When I questioned him about why he had cheated he told me he wasn't the type to commit to anyone despite initially pursuing me with the promise that we would be in a committed relationship. This was hard for me to understand as we had been speaking about marriage and the future.

When we used to talk about marriage he would always say that he would never be happy in a marriage were he got proposed to as it would be an insult to his masculinity. Looking back on this I should've realized that he had many noticeable toxic traits. He proposed to me at my aunt's funeral which is something I will never understand.

When I asked him why he did that he initially claimed it was to make everyone happy but when I pushed him for more information he told me it was to show his lover that I was a bad person. This is because he was cheating on me with my aunt's friend's daughter who was at the funeral. So he proposed to me to show that our relationship is over to that girl in order to justify why he was cheating.

Even though he knew that I was grieving. Since we broke up about three weeks after the funeral his friend who exposed the affair to me told me that because she was pregnant he had to find away to make her not leave him and chose the funeral to make a public display for her.

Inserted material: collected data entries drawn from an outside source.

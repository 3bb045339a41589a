//! Hardware-tier description parsing
//!
//! A hardware tier is a named bundle of CPU/memory/GPU amounts offered to
//! requesters, resolved from the human-readable description string the
//! marketplace sends with each job, e.g.
//! `"Nvidia 3080·CPU 8 vCPU·Memory 32 GiB"`. The tier is immutable and is
//! looked up once at job acceptance time; the compiler derives container
//! resource requirements and the GPU node-selector label from it.

use std::collections::BTreeMap;
use std::fmt;

use k8s_openapi::api::core::v1::ResourceRequirements;
use k8s_openapi::apimachinery::pkg::api::resource::Quantity;
use serde::{Deserialize, Serialize};

use crate::accountant::GPU_RESOURCE_NAME;
use crate::{Error, Result};

/// Whether a tier is CPU-only or carries a GPU
#[derive(Clone, Copy, Debug, PartialEq, Eq, Serialize, Deserialize)]
pub enum TaskType {
    /// CPU-only workload
    #[serde(rename = "CPU")]
    Cpu,
    /// GPU workload
    #[serde(rename = "GPU")]
    Gpu,
}

impl fmt::Display for TaskType {
    fn fmt(&self, f: &mut fmt::Formatter<'_>) -> fmt::Result {
        match self {
            TaskType::Cpu => write!(f, "CPU"),
            TaskType::Gpu => write!(f, "GPU"),
        }
    }
}

/// A resource amount with its unit, as declared by the tier description
#[derive(Clone, Debug, Default, PartialEq, Eq)]
pub struct Amount {
    /// Number of units
    pub quantity: i64,
    /// Unit name (`vCPU`, `Gi`, ...)
    pub unit: String,
}

/// A resolved hardware tier
#[derive(Clone, Debug, PartialEq, Eq)]
pub struct HardwareTier {
    /// CPU cores
    pub cpu: Amount,
    /// Memory
    pub memory: Amount,
    /// Ephemeral storage
    pub storage: Amount,
    /// GPU units (0 or 1) of `gpu_model`
    pub gpu_quantity: i64,
    /// GPU model name, empty for CPU tiers
    pub gpu_model: String,
}

/// Ephemeral storage granted to every workload, independent of the tier
const STORAGE_GI: i64 = 30;

impl HardwareTier {
    /// Parse a tier from its description string.
    ///
    /// The description is `·`-separated: GPU model (or `CPU ...`), CPU count,
    /// memory size. A first segment containing `CPU` yields a CPU-only tier;
    /// anything else is taken as a GPU model name with quantity 1, with the
    /// `Nvidia` vendor prefix normalized to `NVIDIA`.
    pub fn parse(description: &str) -> Result<Self> {
        let segments: Vec<&str> = description.split('·').collect();
        if segments.len() < 3 {
            return Err(Error::config(format!(
                "malformed hardware description: {:?}",
                description
            )));
        }

        let (gpu_quantity, gpu_model) = if segments[0].contains("CPU") {
            (0, String::new())
        } else {
            (1, segments[0].trim().replace("Nvidia", "NVIDIA"))
        };

        let cpu = parse_amount(segments[1], "CPU")?;
        let mut memory = parse_amount(segments[2], "Memory")?;
        // "GiB" on the wire, "Gi" as a Kubernetes quantity suffix
        memory.unit = memory.unit.replace('B', "");

        Ok(Self {
            cpu,
            memory,
            storage: Amount {
                quantity: STORAGE_GI,
                unit: "Gi".to_string(),
            },
            gpu_quantity,
            gpu_model,
        })
    }

    /// The task type this tier implies
    pub fn task_type(&self) -> TaskType {
        if self.gpu_quantity > 0 {
            TaskType::Gpu
        } else {
            TaskType::Cpu
        }
    }

    /// Node-selector labels for this tier.
    ///
    /// GPU tiers select on the model label the accountant's label-sync pass
    /// applies to nodes (`<model-with-hyphens>: "true"`); CPU tiers return an
    /// empty selector and schedule anywhere.
    pub fn node_selector(&self) -> BTreeMap<String, String> {
        gpu_node_selector(&self.gpu_model)
    }

    /// Container resource requirements for this tier.
    ///
    /// Requests and limits are set identically; the accountant sums requests,
    /// so what a workload asks for is exactly what it is accounted as using.
    pub fn resource_requirements(&self) -> ResourceRequirements {
        let mut resources: BTreeMap<String, Quantity> = BTreeMap::new();
        resources.insert("cpu".to_string(), Quantity(self.cpu.quantity.to_string()));
        resources.insert(
            "memory".to_string(),
            Quantity(format!("{}{}", self.memory.quantity, self.memory.unit)),
        );
        resources.insert(
            "ephemeral-storage".to_string(),
            Quantity(format!("{}{}", self.storage.quantity, self.storage.unit)),
        );
        resources.insert(
            GPU_RESOURCE_NAME.to_string(),
            Quantity(self.gpu_quantity.to_string()),
        );

        ResourceRequirements {
            requests: Some(resources.clone()),
            limits: Some(resources),
            ..Default::default()
        }
    }
}

/// Parse one `"<label> <count> <unit>"` segment
fn parse_amount(segment: &str, label: &str) -> Result<Amount> {
    let parts: Vec<&str> = segment.trim().split_whitespace().collect();
    if parts.len() < 3 {
        return Err(Error::config(format!(
            "malformed {} segment in hardware description: {:?}",
            label, segment
        )));
    }
    let quantity = parts[1].parse::<i64>().map_err(|_| {
        Error::config(format!(
            "non-numeric {} quantity in hardware description: {:?}",
            label, parts[1]
        ))
    })?;
    Ok(Amount {
        quantity,
        unit: parts[2].to_string(),
    })
}

/// Build the node-selector map for a GPU model name.
///
/// Spaces become hyphens to form a legal label key; an empty model yields an
/// empty selector.
pub fn gpu_node_selector(model: &str) -> BTreeMap<String, String> {
    let mut selector = BTreeMap::new();
    if !model.is_empty() {
        selector.insert(model.replace(' ', "-"), "true".to_string());
    }
    selector
}

#[cfg(test)]
mod tests {
    use super::*;

    #[test]
    fn gpu_description_yields_gpu_task_with_one_unit() {
        let tier = HardwareTier::parse("Nvidia 3080·CPU 8 vCPU·Memory 32 GiB").unwrap();
        assert_eq!(tier.task_type(), TaskType::Gpu);
        assert_eq!(tier.gpu_quantity, 1);
        assert_eq!(tier.gpu_model, "NVIDIA 3080");
        assert_eq!(tier.cpu.quantity, 8);
        assert_eq!(tier.cpu.unit, "vCPU");
        assert_eq!(tier.memory.quantity, 32);
        assert_eq!(tier.memory.unit, "Gi");
    }

    #[test]
    fn cpu_description_yields_cpu_task_with_no_gpu() {
        let tier = HardwareTier::parse("CPU only·CPU 4 vCPU·Memory 16 GiB").unwrap();
        assert_eq!(tier.task_type(), TaskType::Cpu);
        assert_eq!(tier.gpu_quantity, 0);
        assert!(tier.gpu_model.is_empty());
        assert!(tier.node_selector().is_empty());
    }

    #[test]
    fn gpu_selector_replaces_spaces_with_hyphens() {
        let tier = HardwareTier::parse("Nvidia 3080 Ti·CPU 8 vCPU·Memory 32 GiB").unwrap();
        let selector = tier.node_selector();
        assert_eq!(selector.get("NVIDIA-3080-Ti"), Some(&"true".to_string()));
    }

    #[test]
    fn requirements_match_requests_and_limits() {
        let tier = HardwareTier::parse("Nvidia 3080·CPU 8 vCPU·Memory 32 GiB").unwrap();
        let reqs = tier.resource_requirements();
        let requests = reqs.requests.unwrap();
        let limits = reqs.limits.unwrap();
        assert_eq!(requests, limits);
        assert_eq!(requests.get("cpu").unwrap().0, "8");
        assert_eq!(requests.get("memory").unwrap().0, "32Gi");
        assert_eq!(requests.get("ephemeral-storage").unwrap().0, "30Gi");
        assert_eq!(requests.get(GPU_RESOURCE_NAME).unwrap().0, "1");
    }

    #[test]
    fn malformed_description_is_a_configuration_error() {
        assert!(HardwareTier::parse("Nvidia 3080").is_err());
        assert!(HardwareTier::parse("Nvidia 3080·CPU eight vCPU·Memory 32 GiB").is_err());
    }
}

I haven't seen him since the breakup and his friend moved all of my stuff out of the apartment for me so I don't have to see him.

His family is very strict and because he's having a kid out of wedlock they have refused to help him so he has been contacting me for help. I haven't responded, nor do intend to respond because I will not lower my self worth to help someone who never truly cared about me.

Since our breakup my life has improved, I can now do the things that he never wanted me to do and I've now realized how lucky I am that we never married.

The internet had OP's back.

aeroeagleAC wrote:

I am lost, how is proposing (even at a funeral) a way to show that the relationship is over?

OP responded:

He knew that I'd reject the proposal so he used my rejection to tell her that I had broken up with him.

AtomicBlastCandy responded:

OP when I saw your original post that was my thought as well, that he was trying to get you to break up with him without having the balls to do it himself.

One-Confidence-5868 wrote:

Contacting you for help? What does he think you’re going to help with. I’m so sorry this a$$hat wasted your time.

seerightthruyou wrote:

I got such a sense of relief for you reading this...I can just imagine how light and relieved you feel! I'm sorry you had to go through that but at least you know that you're onto better people and not wasting your time anymore.

OP responded:

At first I was so heartbroken that our relationship ended this way but now I'm so relieved that we never got married because i cant imagine how trapped I would feel in a marriage with him.

Ok-Music-8732 wrote:

Wow! I think it's all for the best. He will always be a toxic jerk. Asking you for anything is truly bizarre! Thank your lucky stars he and his baby are not your problem! Delete, block, move on, do not look back!

Hopefully, OP is off to much better relationships in her future.